If your home pregnancy test turned out positive and you still have not gotten your period, retake the test after a day or a few days. The hCG levels in a woman's body usually double daily if she's pregnant.    

When to test for pregnancy if you have irregular periods

Having an irregular period (if your menstrual cycle length is anywhere from less than 21 days to more than 35 days and varies month after month) can make trying for a baby more challenging. It makes it hard to pinpoint exactly when you're ovulating. You will need to work with your doctor closely.

The Office of Women's Health under the U.S. Department of Health and Human Services, suggests that the ideal time for women with irregular periods to take a home pregnancy test is 36 days from the start of your last menstrual cycle or four weeks after you had unprotected sex. It should be enough time for the levels of hCG to be high enough to detect the pregnancy.

When to test for pregnancy after an IUI or IVF

If you've undergone artificial reproductive technology procedures such as intrauterine insemination (IUI) or in vitro fertilization (IVF), a pregnancy home test can also be handy to determine pregnancy. However, you need to wait two whole weeks after a possible conception before doing so. Also, waiting 14 full days isn't too far from the recommended 10- to 12-day wait after missing your period before taking the test. 

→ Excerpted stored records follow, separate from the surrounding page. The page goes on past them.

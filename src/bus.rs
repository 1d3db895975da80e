//! Register bus plumbing shared by the I2C drivers.
//!
//! Two pieces live here: [`SharedI2c`], which lets several drivers hold
//! handles onto one physical bus behind an async mutex, and [`Registers`],
//! a byte-addressed register window over any [`I2c`] implementation.
//!
//! The platform HAL owns the actual bus; this module only adapts it. Each
//! locked region covers exactly one transaction, so a multi-byte transfer
//! can never interleave with another driver's traffic.

use embassy_sync::blocking_mutex::raw::CriticalSectionRawMutex;
use embassy_sync::mutex::Mutex;
use embedded_hal_async::i2c::{ErrorType, I2c, Operation};

/// Handle onto a shared async I2C bus.
///
/// Construct one per driver from a reference to the bus mutex; every
/// transaction takes the mutex for its own duration and yields to the
/// executor while the transfer is in flight.
pub struct SharedI2c<'a, T> {
    bus: &'a Mutex<CriticalSectionRawMutex, T>,
}

impl<'a, T> SharedI2c<'a, T> {
    #[inline]
    pub const fn new(bus: &'a Mutex<CriticalSectionRawMutex, T>) -> Self {
        Self { bus }
    }
}

impl<T: ErrorType> ErrorType for SharedI2c<'_, T> {
    type Error = T::Error;
}

impl<T: I2c> I2c for SharedI2c<'_, T> {
    #[inline]
    async fn read(&mut self, address: u8, read: &mut [u8]) -> Result<(), Self::Error> {
        self.bus.lock().await.read(address, read).await
    }

    #[inline]
    async fn write(&mut self, address: u8, write: &[u8]) -> Result<(), Self::Error> {
        self.bus.lock().await.write(address, write).await
    }

    #[inline]
    async fn write_read(
        &mut self,
        address: u8,
        write: &[u8],
        read: &mut [u8],
    ) -> Result<(), Self::Error> {
        self.bus.lock().await.write_read(address, write, read).await
    }

    #[inline]
    async fn transaction(
        &mut self,
        address: u8,
        operations: &mut [Operation<'_>],
    ) -> Result<(), Self::Error> {
        self.bus.lock().await.transaction(address, operations).await
    }
}

/// Byte-addressed register window over an I2C device.
///
/// Wraps a bus handle together with the 7-bit device address and exposes
/// the small read/write vocabulary the register-mapped sensors need.
/// Multi-byte values are returned in the endianness the datasheet
/// specifies, so both orders are available.
pub struct Registers<I> {
    i2c: I,
    address: u8,
}

impl<I: I2c> Registers<I> {
    pub const fn new(i2c: I, address: u8) -> Self {
        Self { i2c, address }
    }

    pub const fn address(&self) -> u8 {
        self.address
    }

    /// Read a single register.
    pub async fn read_u8(&mut self, reg: u8) -> Result<u8, I::Error> {
        let mut buf = [0u8; 1];
        self.i2c.write_read(self.address, &[reg], &mut buf).await?;
        Ok(buf[0])
    }

    /// Burst-read `buf.len()` bytes starting at `reg`.
    pub async fn read_into(&mut self, reg: u8, buf: &mut [u8]) -> Result<(), I::Error> {
        self.i2c.write_read(self.address, &[reg], buf).await
    }

    /// Read a 16-bit register pair, most significant byte first.
    pub async fn read_u16_be(&mut self, reg: u8) -> Result<u16, I::Error> {
        let mut buf = [0u8; 2];
        self.i2c.write_read(self.address, &[reg], &mut buf).await?;
        Ok(u16::from_be_bytes(buf))
    }

    /// Read a 16-bit register pair, least significant byte first.
    pub async fn read_u16_le(&mut self, reg: u8) -> Result<u16, I::Error> {
        let mut buf = [0u8; 2];
        self.i2c.write_read(self.address, &[reg], &mut buf).await?;
        Ok(u16::from_le_bytes(buf))
    }

    /// Write a single register.
    pub async fn write_u8(&mut self, reg: u8, value: u8) -> Result<(), I::Error> {
        self.i2c.write(self.address, &[reg, value]).await
    }

    /// Release the underlying bus handle.
    pub fn free(self) -> I {
        self.i2c
    }
}
//! MCP3002 10-bit SPI ADC with two single-ended inputs.
//!
//! One conversion is one full-duplex two-byte frame: the command byte
//! selects single-ended mode and the channel, the reply carries the
//! 10-bit result in its low bits. There is no per-channel reservation on
//! this part; acquiring a channel only range-checks the index.

use embassy_sync::blocking_mutex::raw::CriticalSectionRawMutex;
use embassy_sync::mutex::Mutex;
use embedded_hal_async::spi::SpiDevice;

use crate::adc::AdcChannel;
use crate::error::Error;

/// Number of single-ended inputs.
pub const CHANNEL_COUNT: usize = 2;

/// Largest raw sample (10 bits).
pub const MAX_VALUE: u16 = 1023;

/// Start bit plus single-ended mode; the channel sets one more bit.
const MODE_SINGLE_ENDED: u8 = 0x60;

/// MCP3002 driver.
pub struct Mcp3002<S> {
    spi: Mutex<CriticalSectionRawMutex, Option<S>>,
}

impl<S: SpiDevice<u8>> Mcp3002<S> {
    pub fn new(spi: S) -> Self {
        Self {
            spi: Mutex::new(Some(spi)),
        }
    }

    fn check_range(&self, channel: usize) -> Result<(), Error<S::Error>> {
        if channel >= CHANNEL_COUNT {
            return Err(Error::ChannelRange {
                channel,
                count: CHANNEL_COUNT,
            });
        }
        Ok(())
    }

    /// Hand out a channel handle. Only the index is checked; the MCP3002
    /// tracks no reservations, so the same channel can be acquired twice.
    pub fn acquire_channel(&self, channel: usize) -> Result<Mcp3002Channel<'_, S>, Error<S::Error>> {
        self.check_range(channel)?;
        Ok(Mcp3002Channel {
            adc: self,
            channel,
        })
    }

    /// No-op besides the range check, kept for symmetry with the ADS1015.
    pub fn release_channel(&self, channel: usize) -> Result<(), Error<S::Error>> {
        self.check_range(channel)
    }

    /// Run one conversion and return the raw 10-bit count.
    pub async fn read(&self, channel: usize) -> Result<u16, Error<S::Error>> {
        self.check_range(channel)?;

        let mut guard = self.spi.lock().await;
        let spi = guard.as_mut().ok_or(Error::Disposed)?;

        let command = [MODE_SINGLE_ENDED | (0x08 << channel), 0x00];
        let mut reply = [0u8; 2];
        spi.transfer(&mut reply, &command)
            .await
            .map_err(Error::BusIo)?;

        Ok(u16::from(reply[0] & 0x03) << 8 | u16::from(reply[1]))
    }

    /// Dispose the driver, returning the SPI device.
    pub async fn release(&self) -> Result<S, Error<S::Error>> {
        let mut guard = self.spi.lock().await;
        guard.take().ok_or(Error::Disposed)
    }
}

/// A validated MCP3002 channel.
pub struct Mcp3002Channel<'a, S> {
    adc: &'a Mcp3002<S>,
    channel: usize,
}

impl<S> Mcp3002Channel<'_, S> {
    pub const fn index(&self) -> usize {
        self.channel
    }
}

impl<S: SpiDevice<u8>> AdcChannel for Mcp3002Channel<'_, S> {
    type Error = Error<S::Error>;

    async fn read_value(&mut self) -> Result<u16, Self::Error> {
        self.adc.read(self.channel).await
    }

    async fn read_ratio(&mut self) -> Result<f64, Self::Error> {
        let raw = self.adc.read(self.channel).await?;
        Ok(raw as f64 / MAX_VALUE as f64)
    }
}
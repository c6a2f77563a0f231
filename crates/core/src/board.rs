//! Weekly board layout: slots bucketed into seven day columns, bookings
//! grouped per slot for the popup.

use std::collections::HashMap;

use crate::clock;
use crate::models::booking::Booking;
use crate::models::time_slot::TimeSlot;
use crate::models::weekday::Weekday;

#[derive(Debug, Clone, PartialEq)]
pub struct DayColumn {
    pub day: Weekday,
    pub slots: Vec<TimeSlot>,
}

/// Seven columns, Monday through Sunday.
#[derive(Debug, Clone, PartialEq)]
pub struct WeekBoard {
    columns: Vec<DayColumn>,
}

impl WeekBoard {
    pub fn from_slots(slots: &[TimeSlot]) -> Self {
        let mut columns: Vec<DayColumn> = Weekday::ALL
            .into_iter()
            .map(|day| DayColumn {
                day,
                slots: Vec::new(),
            })
            .collect();

        for slot in slots {
            columns[slot.day_of_week.index()].slots.push(slot.clone());
        }

        for column in &mut columns {
            column.slots.sort_by(|a, b| {
                start_key(a)
                    .cmp(&start_key(b))
                    .then_with(|| a.course_name.cmp(&b.course_name))
            });
        }

        Self { columns }
    }

    pub fn columns(&self) -> &[DayColumn] {
        &self.columns
    }

    pub fn column(&self, day: Weekday) -> &DayColumn {
        &self.columns[day.index()]
    }

    pub fn is_empty(&self) -> bool {
        self.columns.iter().all(|column| column.slots.is_empty())
    }

    pub fn find(&self, slot_id: i64) -> Option<&TimeSlot> {
        self.columns
            .iter()
            .flat_map(|column| column.slots.iter())
            .find(|slot| slot.id == slot_id)
    }
}

// Unparseable times sort last.
fn start_key(slot: &TimeSlot) -> u32 {
    clock::minute_of_day(&slot.start_time).unwrap_or(u32::MAX)
}

/// Non-cancelled bookings keyed by slot id, each list ordered by date then
/// start time.
pub fn bookings_by_slot(bookings: &[Booking]) -> HashMap<i64, Vec<Booking>> {
    let mut grouped: HashMap<i64, Vec<Booking>> = HashMap::new();
    for booking in bookings.iter().filter(|booking| !booking.is_cancelled) {
        grouped
            .entry(booking.office_hour.id)
            .or_default()
            .push(booking.clone());
    }
    for list in grouped.values_mut() {
        list.sort_by(|a, b| {
            a.date.cmp(&b.date).then_with(|| {
                clock::minute_of_day(&a.start_time)
                    .unwrap_or(u32::MAX)
                    .cmp(&clock::minute_of_day(&b.start_time).unwrap_or(u32::MAX))
            })
        });
    }
    grouped
}

/// Which slot's booking popup is showing.
///
/// Hover shows a popup transiently; a click pins it until clicked again.
/// A pinned slot wins over whatever is hovered.
#[derive(Debug, Clone, Copy, Default, PartialEq, Eq)]
pub struct PopupState {
    hovered: Option<i64>,
    pinned: Option<i64>,
}

impl PopupState {
    pub fn hover(&mut self, slot_id: i64) {
        self.hovered = Some(slot_id);
    }

    pub fn leave(&mut self, slot_id: i64) {
        if self.hovered == Some(slot_id) {
            self.hovered = None;
        }
    }

    pub fn click(&mut self, slot_id: i64) {
        self.pinned = if self.pinned == Some(slot_id) {
            None
        } else {
            Some(slot_id)
        };
    }

    pub fn dismiss(&mut self) {
        self.hovered = None;
        self.pinned = None;
    }

    pub fn visible(&self) -> Option<i64> {
        self.pinned.or(self.hovered)
    }
}
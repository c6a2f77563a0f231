use chrono::NaiveDate;
use officehours_core::models::allowed_student::AllowedStudent;
use officehours_core::models::time_slot::{TimeSlot, TimeSlotPayload};
use officehours_core::models::weekday::Weekday;
use officehours_core::reducers::{SlotAction, StudentAction, reduce_slots, reduce_students};
use pretty_assertions::assert_eq;

fn payload(course: &str, day: Weekday) -> TimeSlotPayload {
    TimeSlotPayload {
        course_name: course.to_string(),
        section: " ".to_string(),
        day_of_week: day,
        start_time: "09:00".to_string(),
        end_time: "10:00".to_string(),
        duration: 15,
        start_date: NaiveDate::from_ymd_opt(2025, 1, 6).unwrap(),
        end_date: NaiveDate::from_ymd_opt(2025, 4, 25).unwrap(),
        room: "LIB 3".to_string(),
    }
}

fn student(id: i64, email: &str) -> AllowedStudent {
    AllowedStudent {
        id,
        first_name: "Alex".to_string(),
        last_name: "Kim".to_string(),
        id_number: format!("ID{}", id),
        email: email.to_string(),
        slot_id: 1,
    }
}

#[test]
fn test_created_slot_is_appended() {
    let existing = vec![TimeSlot::from_payload(1, payload("CS 101", Weekday::Mon))];
    let next = reduce_slots(
        &existing,
        SlotAction::Created {
            id: 2,
            payload: payload("CS 102", Weekday::Tue),
        },
    );

    assert_eq!(next.len(), 2);
    assert_eq!(next[1].id, 2);
    assert_eq!(next[1].course_name, "CS 102");
    assert_eq!(existing.len(), 1);
}

#[test]
fn test_updated_slot_keeps_restriction() {
    let mut restricted = TimeSlot::from_payload(1, payload("CS 101", Weekday::Mon));
    restricted.require_specific_email = true;
    let other = TimeSlot::from_payload(2, payload("CS 200", Weekday::Fri));

    let next = reduce_slots(
        &[restricted, other.clone()],
        SlotAction::Updated {
            id: 1,
            payload: payload("CS 101 Lab", Weekday::Thu),
        },
    );

    assert_eq!(next[0].course_name, "CS 101 Lab");
    assert_eq!(next[0].day_of_week, Weekday::Thu);
    assert!(next[0].require_specific_email);
    assert_eq!(next[1], other);
}

#[test]
fn test_access_change_touches_one_slot() {
    let slots = vec![
        TimeSlot::from_payload(1, payload("A", Weekday::Mon)),
        TimeSlot::from_payload(2, payload("B", Weekday::Mon)),
    ];
    let next = reduce_slots(&slots, SlotAction::AccessChanged { id: 2, restricted: true });

    assert!(!next[0].require_specific_email);
    assert!(next[1].require_specific_email);
}

#[test]
fn test_loaded_replaces_slots() {
    let slots = vec![TimeSlot::from_payload(1, payload("A", Weekday::Mon))];
    assert!(reduce_slots(&slots, SlotAction::Loaded(Vec::new())).is_empty());
}

#[test]
fn test_student_add_edit_remove() {
    let list = reduce_students(&[], StudentAction::Added(student(1, "a@uni.edu")));
    let list = reduce_students(&list, StudentAction::Added(student(2, "b@uni.edu")));
    assert_eq!(list.len(), 2);

    let mut edited = student(1, "a2@uni.edu");
    edited.first_name = "Alexis".to_string();
    let list = reduce_students(&list, StudentAction::Edited(edited.clone()));
    assert_eq!(list[0], edited);

    let list = reduce_students(&list, StudentAction::Removed(2));
    assert_eq!(list, vec![edited]);
}

#[test]
fn test_student_added_twice_is_not_duplicated() {
    let list = reduce_students(&[student(1, "a@uni.edu")], StudentAction::Added(student(1, "a@uni.edu")));
    assert_eq!(list.len(), 1);
}

#[test]
fn test_removing_unknown_student_is_noop() {
    let list = vec![student(1, "a@uni.edu")];
    assert_eq!(reduce_students(&list, StudentAction::Removed(42)), list);
}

"Several days are required for a fertilized egg to implant in the uterus and start emitting enough hormones to be detected by a pregnancy test," explains Dr. Eric Levens, M.D., a reproductive endocrinologist at Shady Grove Fertility, in Virginia. Resist the urge to test earlier to ensure you get an accurate result and to level your expectations, however, do take it easy just in case you indeed have a bun in your oven. 

Accuracy of pregnancy test kits

Pregnancy test kits, when done correctly and taken at the right time, are almost 100-percent accurate — 97% to be exact. While a false negative result can happen when you take a pregnancy test too early, once a pregnancy test kit shows you two lines, you are more likely and most undoubtedly pregnant. 

No matter how faint or blurred or unclear the second line may be, a positive pregnancy test result means that hCG is present in your body and the only way that can happen is when you're pregnant. The faint line may be due to the sensitivity of the pregnancy home test. 

Check the pregnancy home test's milli-international units per liter (mIU/L); the lower the mIU number, the more sensitive. For example, a pregnancy home test with a sensitivity of 20mIU/L can detect hCG better that a pregnancy home test with 50mIU/L sensitivity. Keep this in mind when buying a pregnancy test kit.

Taking the pregnancy test using your first pee in the morning is recommended. However, if you're pregnant, the pregnancy test kit will detect hCG levels in your body and render a positive result no matter what time you choose to do the test, as long as you waited until after you missed your period or a week after. 

If you've tested negative on several home pregnancy tests and your period still hasn't arrived, you need to consult your obstetrician-gynecologist. Having a pregnancy test by beta-testing hCG levels in your body is way more accurate than any home pregnancy test.